Activity: Report every line of the records below that contains the word "extra".

Stored items:
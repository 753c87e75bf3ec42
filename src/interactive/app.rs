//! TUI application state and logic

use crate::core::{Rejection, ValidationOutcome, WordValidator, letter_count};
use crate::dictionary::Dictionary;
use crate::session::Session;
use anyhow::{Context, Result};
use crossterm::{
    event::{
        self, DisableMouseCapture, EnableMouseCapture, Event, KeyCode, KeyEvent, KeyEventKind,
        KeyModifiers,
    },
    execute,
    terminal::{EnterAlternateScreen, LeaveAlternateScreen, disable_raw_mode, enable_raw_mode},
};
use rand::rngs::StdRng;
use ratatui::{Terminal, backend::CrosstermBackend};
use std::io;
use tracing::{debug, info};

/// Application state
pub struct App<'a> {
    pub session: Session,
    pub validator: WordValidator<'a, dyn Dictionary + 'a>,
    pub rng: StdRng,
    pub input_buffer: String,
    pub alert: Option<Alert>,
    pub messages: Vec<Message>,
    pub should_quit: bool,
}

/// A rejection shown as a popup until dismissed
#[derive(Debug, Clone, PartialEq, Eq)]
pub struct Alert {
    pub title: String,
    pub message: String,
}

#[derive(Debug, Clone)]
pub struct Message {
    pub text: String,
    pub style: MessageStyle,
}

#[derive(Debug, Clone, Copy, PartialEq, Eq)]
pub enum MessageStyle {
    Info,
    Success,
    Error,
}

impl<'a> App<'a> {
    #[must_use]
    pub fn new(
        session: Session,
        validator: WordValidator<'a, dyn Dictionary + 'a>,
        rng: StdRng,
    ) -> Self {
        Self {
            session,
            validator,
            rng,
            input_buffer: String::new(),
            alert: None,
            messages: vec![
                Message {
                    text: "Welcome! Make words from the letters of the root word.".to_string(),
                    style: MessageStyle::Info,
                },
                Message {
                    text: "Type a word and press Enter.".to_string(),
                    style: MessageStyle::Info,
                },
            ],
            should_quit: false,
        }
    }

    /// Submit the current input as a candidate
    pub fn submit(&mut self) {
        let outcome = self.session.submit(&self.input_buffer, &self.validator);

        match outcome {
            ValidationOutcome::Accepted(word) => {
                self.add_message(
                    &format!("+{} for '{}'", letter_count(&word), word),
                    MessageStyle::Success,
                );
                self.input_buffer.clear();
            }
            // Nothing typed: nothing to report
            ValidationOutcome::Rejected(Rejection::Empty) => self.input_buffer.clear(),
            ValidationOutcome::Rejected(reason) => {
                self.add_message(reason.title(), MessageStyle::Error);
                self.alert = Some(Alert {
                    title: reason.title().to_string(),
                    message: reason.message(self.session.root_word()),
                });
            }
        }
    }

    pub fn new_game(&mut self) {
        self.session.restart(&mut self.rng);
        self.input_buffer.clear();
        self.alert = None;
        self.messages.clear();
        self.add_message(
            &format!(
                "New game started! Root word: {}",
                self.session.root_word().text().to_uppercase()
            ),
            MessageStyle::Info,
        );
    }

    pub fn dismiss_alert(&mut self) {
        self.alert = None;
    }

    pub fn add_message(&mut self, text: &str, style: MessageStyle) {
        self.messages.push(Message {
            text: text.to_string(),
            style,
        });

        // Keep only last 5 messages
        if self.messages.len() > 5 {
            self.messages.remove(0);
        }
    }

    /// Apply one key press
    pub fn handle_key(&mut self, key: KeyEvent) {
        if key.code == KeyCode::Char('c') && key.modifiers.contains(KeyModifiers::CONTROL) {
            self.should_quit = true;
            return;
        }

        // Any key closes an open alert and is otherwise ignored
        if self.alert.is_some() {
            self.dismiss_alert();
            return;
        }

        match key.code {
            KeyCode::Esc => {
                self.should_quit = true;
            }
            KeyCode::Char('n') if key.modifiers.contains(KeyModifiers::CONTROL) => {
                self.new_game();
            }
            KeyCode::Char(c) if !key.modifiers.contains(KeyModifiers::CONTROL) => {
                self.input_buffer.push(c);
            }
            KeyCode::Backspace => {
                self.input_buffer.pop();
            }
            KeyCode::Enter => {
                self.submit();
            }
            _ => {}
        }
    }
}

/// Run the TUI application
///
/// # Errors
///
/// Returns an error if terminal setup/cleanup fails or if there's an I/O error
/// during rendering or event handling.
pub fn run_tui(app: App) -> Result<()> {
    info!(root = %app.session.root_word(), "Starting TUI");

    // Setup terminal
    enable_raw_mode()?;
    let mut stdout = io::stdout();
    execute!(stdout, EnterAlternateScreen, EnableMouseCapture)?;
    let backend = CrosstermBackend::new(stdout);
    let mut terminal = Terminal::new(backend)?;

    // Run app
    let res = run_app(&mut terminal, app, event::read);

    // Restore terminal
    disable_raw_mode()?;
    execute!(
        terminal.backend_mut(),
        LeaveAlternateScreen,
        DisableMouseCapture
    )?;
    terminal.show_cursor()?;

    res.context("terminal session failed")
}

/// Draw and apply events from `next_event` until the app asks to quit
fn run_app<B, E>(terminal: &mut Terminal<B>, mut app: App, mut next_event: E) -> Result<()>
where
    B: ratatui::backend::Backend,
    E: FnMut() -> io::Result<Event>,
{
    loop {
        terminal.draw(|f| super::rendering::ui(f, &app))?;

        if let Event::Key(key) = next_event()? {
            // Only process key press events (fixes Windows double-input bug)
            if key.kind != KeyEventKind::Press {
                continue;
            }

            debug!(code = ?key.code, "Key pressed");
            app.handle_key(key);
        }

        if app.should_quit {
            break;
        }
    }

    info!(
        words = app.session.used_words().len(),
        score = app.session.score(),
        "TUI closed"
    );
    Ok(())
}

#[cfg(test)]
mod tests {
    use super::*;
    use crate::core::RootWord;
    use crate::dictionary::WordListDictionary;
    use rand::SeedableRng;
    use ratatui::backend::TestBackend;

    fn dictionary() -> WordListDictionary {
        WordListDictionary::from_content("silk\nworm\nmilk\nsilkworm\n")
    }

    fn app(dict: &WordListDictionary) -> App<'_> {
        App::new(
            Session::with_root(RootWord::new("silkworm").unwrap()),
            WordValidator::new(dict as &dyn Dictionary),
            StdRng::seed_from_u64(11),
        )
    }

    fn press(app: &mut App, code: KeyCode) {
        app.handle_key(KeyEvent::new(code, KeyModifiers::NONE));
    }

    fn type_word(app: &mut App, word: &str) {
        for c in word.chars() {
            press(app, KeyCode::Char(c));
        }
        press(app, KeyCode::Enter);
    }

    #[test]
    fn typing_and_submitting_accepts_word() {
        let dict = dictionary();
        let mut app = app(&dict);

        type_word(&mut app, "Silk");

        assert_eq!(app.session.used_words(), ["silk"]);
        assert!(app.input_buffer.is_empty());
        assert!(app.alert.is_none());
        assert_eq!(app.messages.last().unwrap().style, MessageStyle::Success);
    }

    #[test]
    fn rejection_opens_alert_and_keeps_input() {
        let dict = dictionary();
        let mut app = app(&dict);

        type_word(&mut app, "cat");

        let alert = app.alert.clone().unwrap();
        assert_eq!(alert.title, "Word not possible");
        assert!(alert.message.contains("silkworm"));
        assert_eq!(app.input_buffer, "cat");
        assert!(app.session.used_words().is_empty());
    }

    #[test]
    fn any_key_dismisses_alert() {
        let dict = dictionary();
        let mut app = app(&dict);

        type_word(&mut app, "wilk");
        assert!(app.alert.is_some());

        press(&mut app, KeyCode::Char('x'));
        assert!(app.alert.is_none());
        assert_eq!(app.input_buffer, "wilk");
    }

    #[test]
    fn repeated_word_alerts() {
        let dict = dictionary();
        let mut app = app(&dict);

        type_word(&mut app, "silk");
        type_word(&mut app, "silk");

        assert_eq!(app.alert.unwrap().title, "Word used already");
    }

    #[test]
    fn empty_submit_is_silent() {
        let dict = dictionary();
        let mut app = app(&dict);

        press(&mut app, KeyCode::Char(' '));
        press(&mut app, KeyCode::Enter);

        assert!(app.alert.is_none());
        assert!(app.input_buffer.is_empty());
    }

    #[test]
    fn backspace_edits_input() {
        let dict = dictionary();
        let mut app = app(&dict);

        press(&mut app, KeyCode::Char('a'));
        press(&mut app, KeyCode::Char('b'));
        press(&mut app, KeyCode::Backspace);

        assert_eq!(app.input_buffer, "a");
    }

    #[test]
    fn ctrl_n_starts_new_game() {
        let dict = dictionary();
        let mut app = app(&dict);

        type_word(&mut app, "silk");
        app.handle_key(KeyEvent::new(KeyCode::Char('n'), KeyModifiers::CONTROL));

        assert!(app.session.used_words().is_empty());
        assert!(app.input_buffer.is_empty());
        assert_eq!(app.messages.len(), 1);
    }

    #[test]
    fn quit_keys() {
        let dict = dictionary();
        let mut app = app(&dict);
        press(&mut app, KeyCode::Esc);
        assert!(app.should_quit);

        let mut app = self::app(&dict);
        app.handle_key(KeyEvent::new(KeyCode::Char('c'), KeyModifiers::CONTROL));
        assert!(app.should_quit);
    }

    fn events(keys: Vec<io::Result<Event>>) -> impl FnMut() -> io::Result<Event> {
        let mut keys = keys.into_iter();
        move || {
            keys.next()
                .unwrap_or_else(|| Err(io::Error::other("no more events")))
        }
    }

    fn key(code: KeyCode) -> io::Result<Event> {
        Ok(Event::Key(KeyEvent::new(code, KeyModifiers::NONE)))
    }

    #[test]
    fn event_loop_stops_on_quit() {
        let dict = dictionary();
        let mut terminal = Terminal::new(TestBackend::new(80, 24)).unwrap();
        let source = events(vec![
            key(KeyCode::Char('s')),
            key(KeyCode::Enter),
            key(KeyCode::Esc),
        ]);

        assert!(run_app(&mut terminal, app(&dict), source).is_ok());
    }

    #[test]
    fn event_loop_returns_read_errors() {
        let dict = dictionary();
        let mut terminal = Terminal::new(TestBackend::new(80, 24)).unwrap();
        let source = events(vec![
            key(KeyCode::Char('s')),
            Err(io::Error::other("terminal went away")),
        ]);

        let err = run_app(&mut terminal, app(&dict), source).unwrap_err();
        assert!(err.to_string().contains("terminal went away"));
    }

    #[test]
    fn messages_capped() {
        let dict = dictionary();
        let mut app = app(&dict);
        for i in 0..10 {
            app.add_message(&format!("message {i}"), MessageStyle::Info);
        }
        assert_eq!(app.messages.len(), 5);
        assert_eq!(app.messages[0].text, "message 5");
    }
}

...

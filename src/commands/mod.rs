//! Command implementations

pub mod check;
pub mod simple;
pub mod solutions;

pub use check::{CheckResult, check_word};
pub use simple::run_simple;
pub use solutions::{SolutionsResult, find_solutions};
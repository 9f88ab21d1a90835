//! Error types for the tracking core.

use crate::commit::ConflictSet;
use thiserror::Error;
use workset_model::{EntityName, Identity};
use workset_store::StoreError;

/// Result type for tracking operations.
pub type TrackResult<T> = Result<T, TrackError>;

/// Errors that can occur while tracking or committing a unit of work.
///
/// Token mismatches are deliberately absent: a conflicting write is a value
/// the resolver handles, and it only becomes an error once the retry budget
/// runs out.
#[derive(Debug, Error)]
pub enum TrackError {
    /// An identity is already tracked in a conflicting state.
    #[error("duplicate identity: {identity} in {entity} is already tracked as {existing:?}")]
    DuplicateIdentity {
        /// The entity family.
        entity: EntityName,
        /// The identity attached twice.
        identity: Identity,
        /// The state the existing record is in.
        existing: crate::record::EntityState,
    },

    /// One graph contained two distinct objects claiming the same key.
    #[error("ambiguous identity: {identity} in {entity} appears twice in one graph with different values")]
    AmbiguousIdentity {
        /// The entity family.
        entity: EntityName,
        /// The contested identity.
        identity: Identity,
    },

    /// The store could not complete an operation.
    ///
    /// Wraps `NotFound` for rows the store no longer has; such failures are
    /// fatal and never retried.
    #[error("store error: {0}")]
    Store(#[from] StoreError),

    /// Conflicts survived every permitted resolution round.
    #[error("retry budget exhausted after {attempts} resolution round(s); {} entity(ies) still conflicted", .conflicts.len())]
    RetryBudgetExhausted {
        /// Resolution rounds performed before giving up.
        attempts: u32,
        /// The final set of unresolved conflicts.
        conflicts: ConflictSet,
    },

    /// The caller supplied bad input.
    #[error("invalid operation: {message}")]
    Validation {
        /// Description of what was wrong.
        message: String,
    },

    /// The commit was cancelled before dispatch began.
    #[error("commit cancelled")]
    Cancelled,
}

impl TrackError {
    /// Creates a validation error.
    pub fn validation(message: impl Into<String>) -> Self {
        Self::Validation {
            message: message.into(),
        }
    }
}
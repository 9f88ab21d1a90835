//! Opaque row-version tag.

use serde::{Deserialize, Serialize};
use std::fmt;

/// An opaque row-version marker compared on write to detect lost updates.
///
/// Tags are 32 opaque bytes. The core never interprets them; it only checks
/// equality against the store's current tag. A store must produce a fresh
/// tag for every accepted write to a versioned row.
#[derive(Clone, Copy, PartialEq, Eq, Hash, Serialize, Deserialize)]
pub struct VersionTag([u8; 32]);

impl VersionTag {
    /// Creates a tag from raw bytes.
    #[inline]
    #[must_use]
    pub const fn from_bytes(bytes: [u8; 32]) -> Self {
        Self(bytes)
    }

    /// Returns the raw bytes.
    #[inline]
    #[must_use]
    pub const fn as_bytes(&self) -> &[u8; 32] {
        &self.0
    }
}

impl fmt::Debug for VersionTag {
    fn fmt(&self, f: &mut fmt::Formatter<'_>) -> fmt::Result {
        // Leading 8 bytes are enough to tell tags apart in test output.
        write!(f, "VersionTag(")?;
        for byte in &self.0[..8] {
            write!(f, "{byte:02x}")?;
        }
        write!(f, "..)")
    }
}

* * *

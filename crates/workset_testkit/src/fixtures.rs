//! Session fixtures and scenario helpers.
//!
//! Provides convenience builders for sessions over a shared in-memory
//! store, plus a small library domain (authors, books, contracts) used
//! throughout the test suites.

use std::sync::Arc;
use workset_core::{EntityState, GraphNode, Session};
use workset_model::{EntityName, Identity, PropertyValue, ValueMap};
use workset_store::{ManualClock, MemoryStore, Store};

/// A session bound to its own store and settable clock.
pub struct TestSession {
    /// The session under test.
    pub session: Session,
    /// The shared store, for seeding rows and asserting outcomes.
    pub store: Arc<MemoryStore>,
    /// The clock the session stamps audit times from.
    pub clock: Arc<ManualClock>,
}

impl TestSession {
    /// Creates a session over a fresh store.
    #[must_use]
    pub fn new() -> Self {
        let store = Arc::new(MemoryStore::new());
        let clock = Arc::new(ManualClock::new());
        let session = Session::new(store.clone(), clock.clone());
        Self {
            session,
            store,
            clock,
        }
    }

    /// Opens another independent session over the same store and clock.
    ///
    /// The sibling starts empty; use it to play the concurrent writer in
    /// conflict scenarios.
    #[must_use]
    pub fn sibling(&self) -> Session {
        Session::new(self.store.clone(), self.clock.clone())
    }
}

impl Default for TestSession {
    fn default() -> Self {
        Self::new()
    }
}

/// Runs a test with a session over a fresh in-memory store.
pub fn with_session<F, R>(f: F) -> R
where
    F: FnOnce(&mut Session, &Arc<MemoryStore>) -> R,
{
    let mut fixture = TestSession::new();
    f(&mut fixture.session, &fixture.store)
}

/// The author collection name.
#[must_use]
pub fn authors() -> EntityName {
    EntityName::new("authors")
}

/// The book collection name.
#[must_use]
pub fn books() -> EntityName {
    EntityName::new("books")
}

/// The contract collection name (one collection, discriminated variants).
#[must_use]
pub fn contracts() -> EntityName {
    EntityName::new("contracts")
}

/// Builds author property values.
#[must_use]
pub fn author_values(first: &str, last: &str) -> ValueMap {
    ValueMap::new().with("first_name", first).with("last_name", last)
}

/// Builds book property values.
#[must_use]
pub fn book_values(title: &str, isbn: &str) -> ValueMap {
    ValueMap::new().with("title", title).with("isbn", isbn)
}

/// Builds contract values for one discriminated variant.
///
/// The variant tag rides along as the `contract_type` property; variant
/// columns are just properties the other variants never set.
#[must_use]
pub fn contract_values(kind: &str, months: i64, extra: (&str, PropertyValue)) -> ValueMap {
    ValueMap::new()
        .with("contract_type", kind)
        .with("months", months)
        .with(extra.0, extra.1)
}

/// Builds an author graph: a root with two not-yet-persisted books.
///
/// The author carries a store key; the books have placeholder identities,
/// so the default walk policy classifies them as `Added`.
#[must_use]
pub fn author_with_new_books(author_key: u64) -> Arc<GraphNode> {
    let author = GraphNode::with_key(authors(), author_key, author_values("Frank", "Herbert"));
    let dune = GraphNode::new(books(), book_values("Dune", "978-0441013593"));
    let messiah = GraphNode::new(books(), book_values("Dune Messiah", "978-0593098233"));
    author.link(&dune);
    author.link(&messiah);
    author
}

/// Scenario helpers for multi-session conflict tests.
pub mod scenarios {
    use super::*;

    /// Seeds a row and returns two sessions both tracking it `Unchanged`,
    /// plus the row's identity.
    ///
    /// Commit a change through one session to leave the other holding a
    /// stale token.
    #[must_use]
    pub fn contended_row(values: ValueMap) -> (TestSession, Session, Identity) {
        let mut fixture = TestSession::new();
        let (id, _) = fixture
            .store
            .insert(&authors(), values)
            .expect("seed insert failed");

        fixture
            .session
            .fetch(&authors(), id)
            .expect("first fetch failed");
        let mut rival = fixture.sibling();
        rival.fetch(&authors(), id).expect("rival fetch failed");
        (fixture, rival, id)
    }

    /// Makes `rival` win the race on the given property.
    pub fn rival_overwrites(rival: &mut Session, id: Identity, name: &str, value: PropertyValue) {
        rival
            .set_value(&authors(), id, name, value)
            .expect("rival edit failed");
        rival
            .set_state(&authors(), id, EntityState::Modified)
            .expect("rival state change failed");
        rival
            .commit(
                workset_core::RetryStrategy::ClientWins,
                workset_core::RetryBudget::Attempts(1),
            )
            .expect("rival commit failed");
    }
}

Written response:
pub fn contract_values(kind: &str, months: i64, extra: (&str, PropertyValue)) -> ValueMap {
        .with(extra.0, extra.1)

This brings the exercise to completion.